Life's tough enough without vendors needlessly contributing more fear, uncertainty and doubt (FUD). Let's single out Microsoft as the industry's FUD slinger-in-chief. The company has engaged in a lot of conceptual legerdemain in its .Net initiative. In many ways, .Net represents a marketing-oriented renaming and repackaging of products, technologies and directions Microsoft has been committed to since the mid- to late '90s.

To no one's great surprise, existing Microsoft products that heretofore have been outside the scope of .Net are starting to fall into this vortex. For example, recently Microsoft has begun to de-emphasize the future role of the Web Storage System (WSS), an object-oriented, Web-accessible data repository and development environment introduced in the Exchange 2000 messaging/groupware product. Instead, Microsoft increasingly will integrate future .Net versions of Exchange with the universal data repository in future .Net versions of SQL Server. However, Microsoft has stopped short of saying it will discontinue WSS altogether in future versions of Exchange, though that bit of uncertainty still hangs in the air.

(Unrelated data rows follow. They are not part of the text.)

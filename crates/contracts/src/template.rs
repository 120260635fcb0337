//! Metadata templates for field rules.
//!
//! Templates use `${path}` syntax. The first path segment names a metadata
//! key, or `payload` for the JSON payload; further segments walk into the
//! JSON value.
//!
//! `payload` is reserved: `${payload...}` always reads the payload, so a
//! metadata entry stored under the key `payload` is not reachable from a
//! template. Use a `metadata` rule to read such an entry.
//!
//! ```text
//! "orders.${region}"          → "orders.eu"
//! "${tenant}.${payload.kind}" → "acme.created"
//! "static-topic"              → "static-topic"
//! ```
//!
//! Templates are compiled once when the rule is built; resolution is
//! segment concatenation.

use serde_json::Value;
use thiserror::Error;

use crate::Message;

/// Maximum number of dotted segments in a variable path
const MAX_PATH_DEPTH: usize = 3;

/// Template parsing error
#[derive(Debug, Clone, PartialEq, Eq, Error)]
pub enum TemplateError {
    #[error("unclosed '${{' at position {pos} in template: {raw}")]
    UnclosedVariable { raw: String, pos: usize },

    #[error("path '{path}' exceeds max depth of 3 segments in template: {raw}")]
    PathTooDeep { raw: String, path: String },

    #[error("empty variable '${{}}' at position {pos} in template: {raw}")]
    EmptyVariable { raw: String, pos: usize },
}

#[derive(Debug, Clone, PartialEq, Eq)]
enum Segment {
    Literal(String),
    Variable(Vec<String>),
}

/// Compiled template
#[derive(Debug, Clone, PartialEq, Eq)]
pub struct CompiledTemplate {
    segments: Vec<Segment>,
    raw: String,
}

impl CompiledTemplate {
    /// Parse a template string
    pub fn parse(raw: &str) -> Result<Self, TemplateError> {
        let mut segments = Vec::new();
        let mut rest = raw;
        let mut offset = 0;

        while let Some(start) = rest.find("${") {
            if start > 0 {
                segments.push(Segment::Literal(rest[..start].to_string()));
            }

            let after_open = start + 2;
            let Some(end) = rest[after_open..].find('}') else {
                return Err(TemplateError::UnclosedVariable {
                    raw: raw.to_string(),
                    pos: offset + start,
                });
            };
            let end_abs = after_open + end;

            let path = &rest[after_open..end_abs];
            if path.is_empty() {
                return Err(TemplateError::EmptyVariable {
                    raw: raw.to_string(),
                    pos: offset + start,
                });
            }

            let parts: Vec<String> = path.split('.').map(str::to_string).collect();
            if parts.len() > MAX_PATH_DEPTH {
                return Err(TemplateError::PathTooDeep {
                    raw: raw.to_string(),
                    path: path.to_string(),
                });
            }
            segments.push(Segment::Variable(parts));

            offset += end_abs + 1;
            rest = &rest[end_abs + 1..];
        }

        if !rest.is_empty() {
            segments.push(Segment::Literal(rest.to_string()));
        }

        Ok(Self {
            segments,
            raw: raw.to_string(),
        })
    }

    /// Original template text
    pub fn raw(&self) -> &str {
        &self.raw
    }

    /// True when the template has no variables
    pub fn is_static(&self) -> bool {
        self.segments
            .iter()
            .all(|s| matches!(s, Segment::Literal(_)))
    }

    /// Render against a message
    ///
    /// Returns the first unresolvable variable path on failure.
    pub fn render(&self, message: &Message) -> Result<String, String> {
        let mut out = String::with_capacity(self.raw.len());
        for segment in &self.segments {
            match segment {
                Segment::Literal(text) => out.push_str(text),
                Segment::Variable(path) => {
                    let value = lookup(message, path).ok_or_else(|| path.join("."))?;
                    match value {
                        Value::String(s) => out.push_str(s),
                        Value::Null => return Err(path.join(".")),
                        other => out.push_str(&other.to_string()),
                    }
                }
            }
        }
        Ok(out)
    }
}

fn lookup<'a>(message: &'a Message, path: &[String]) -> Option<&'a Value> {
    let (head, tail) = path.split_first()?;
    let root = if head == "payload" {
        message.payload().as_json()?
    } else {
        message.get(head)?
    };
    tail.iter().try_fold(root, |value, segment| value.get(segment.as_str()))
}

This is such a big deal because Microsoft had previously announced a very expansive role for WSS in Exchange 2000, discussing the possibility of integrating WSS features into other server products. And because the vendor has now effectively orphaned WSS technology in its evolving .Net architecture. Microsoft has even hinted that it may not support the full set of WSS APIs in future .Net versions of Exchange that integrate tightly with SQL Server's data repository.

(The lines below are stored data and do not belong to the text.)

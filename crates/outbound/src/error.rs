//! Outbound error types

use std::fmt;
use std::sync::Arc;
use thiserror::Error;

use contracts::{ContractError, Message, PublishFailure};

/// Field being resolved when an error occurred
#[derive(Debug, Clone, Copy, PartialEq, Eq)]
pub enum RecordField {
    Topic,
    Partition,
    Key,
    Timestamp,
    SendTimeout,
}

impl fmt::Display for RecordField {
    fn fmt(&self, f: &mut fmt::Formatter<'_>) -> fmt::Result {
        let name = match self {
            RecordField::Topic => "topic",
            RecordField::Partition => "partition",
            RecordField::Key => "key",
            RecordField::Timestamp => "timestamp",
            RecordField::SendTimeout => "send_timeout",
        };
        f.write_str(name)
    }
}

/// Outbound handler errors
#[derive(Debug, Error)]
pub enum OutboundError {
    /// Invariant violated before dispatch (e.g. blank topic)
    #[error("precondition failed: {message}")]
    Precondition { message: String },

    /// Rule evaluation or value conversion failed before dispatch
    #[error("failed to resolve {field}: {source}")]
    Resolution {
        field: RecordField,
        #[source]
        source: ContractError,
    },

    /// Broker reported a failure (sync mode)
    #[error("publish to topic '{topic}' failed: {source}")]
    PublishFailed {
        topic: String,
        #[source]
        source: PublishFailure,
    },

    /// Sync wait expired before the broker answered
    #[error("timeout after {timeout_ms}ms waiting for broker acknowledgement")]
    Timeout {
        timeout_ms: u64,
        message: Arc<Message>,
    },

    /// Handler wiring error
    #[error("configuration error: {message}")]
    Configuration { message: String },

    /// Sink creation error
    #[error("failed to create sink '{name}': {message}")]
    SinkCreation { name: String, message: String },

    /// Sink queue closed
    #[error("sink '{name}' is closed")]
    SinkClosed { name: String },

    /// Sink queue stayed full for the whole send timeout
    #[error("sink '{name}' did not accept the envelope within {timeout_ms}ms")]
    SinkTimeout { name: String, timeout_ms: u64 },

    /// Contract error
    #[error("contract error: {0}")]
    Contract(#[from] ContractError),

    /// IO error
    #[error("io error: {0}")]
    Io(#[from] std::io::Error),
}

impl OutboundError {
    pub fn precondition(message: impl Into<String>) -> Self {
        Self::Precondition {
            message: message.into(),
        }
    }

    pub fn resolution(field: RecordField, source: ContractError) -> Self {
        Self::Resolution { field, source }
    }

    /// Conversion failure for a resolved value
    pub fn conversion(field: RecordField, message: impl Into<String>) -> Self {
        Self::Resolution {
            field,
            source: ContractError::rule_evaluation(field.to_string(), message),
        }
    }

    pub fn configuration(message: impl Into<String>) -> Self {
        Self::Configuration {
            message: message.into(),
        }
    }

    pub fn sink_creation(name: impl Into<String>, message: impl Into<String>) -> Self {
        Self::SinkCreation {
            name: name.into(),
            message: message.into(),
        }
    }

    /// True for the sync-mode wait timeout
    pub fn is_timeout(&self) -> bool {
        matches!(self, Self::Timeout { .. })
    }

    /// True for a broker-reported failure
    pub fn is_publish_failure(&self) -> bool {
        matches!(self, Self::PublishFailed { .. })
    }

    /// True for errors raised before any publish attempt
    pub fn is_rejected_before_dispatch(&self) -> bool {
        matches!(self, Self::Precondition { .. } | Self::Resolution { .. })
    }

    /// Broker-reported cause, if any
    pub fn publish_failure(&self) -> Option<&PublishFailure> {
        match self {
            Self::PublishFailed { source, .. } => Some(source),
            _ => None,
        }
    }
}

The poor customer can get whiplash trying to follow these zigzag maneuvers. If some current WSS APIs bite the dust, then customers currently writing sophisticated applications for Exchange 2000 may have to rewrite or junk them in order to migrate to future versions of the groupware environment.

However, companies should realize that beneath this layer of FUD there is little cause for serious alarm. Microsoft's renewed emphasis on SQL Server as its core data repository will not greatly affect most Exchange users. And Microsoft is moving in the right direction because SQL Server is the more appropriate platform and repository for Web services. Indeed, many current Exchange implementations are configured with SQL Server to support e-forms, workflow and other data-driven public-folder applications.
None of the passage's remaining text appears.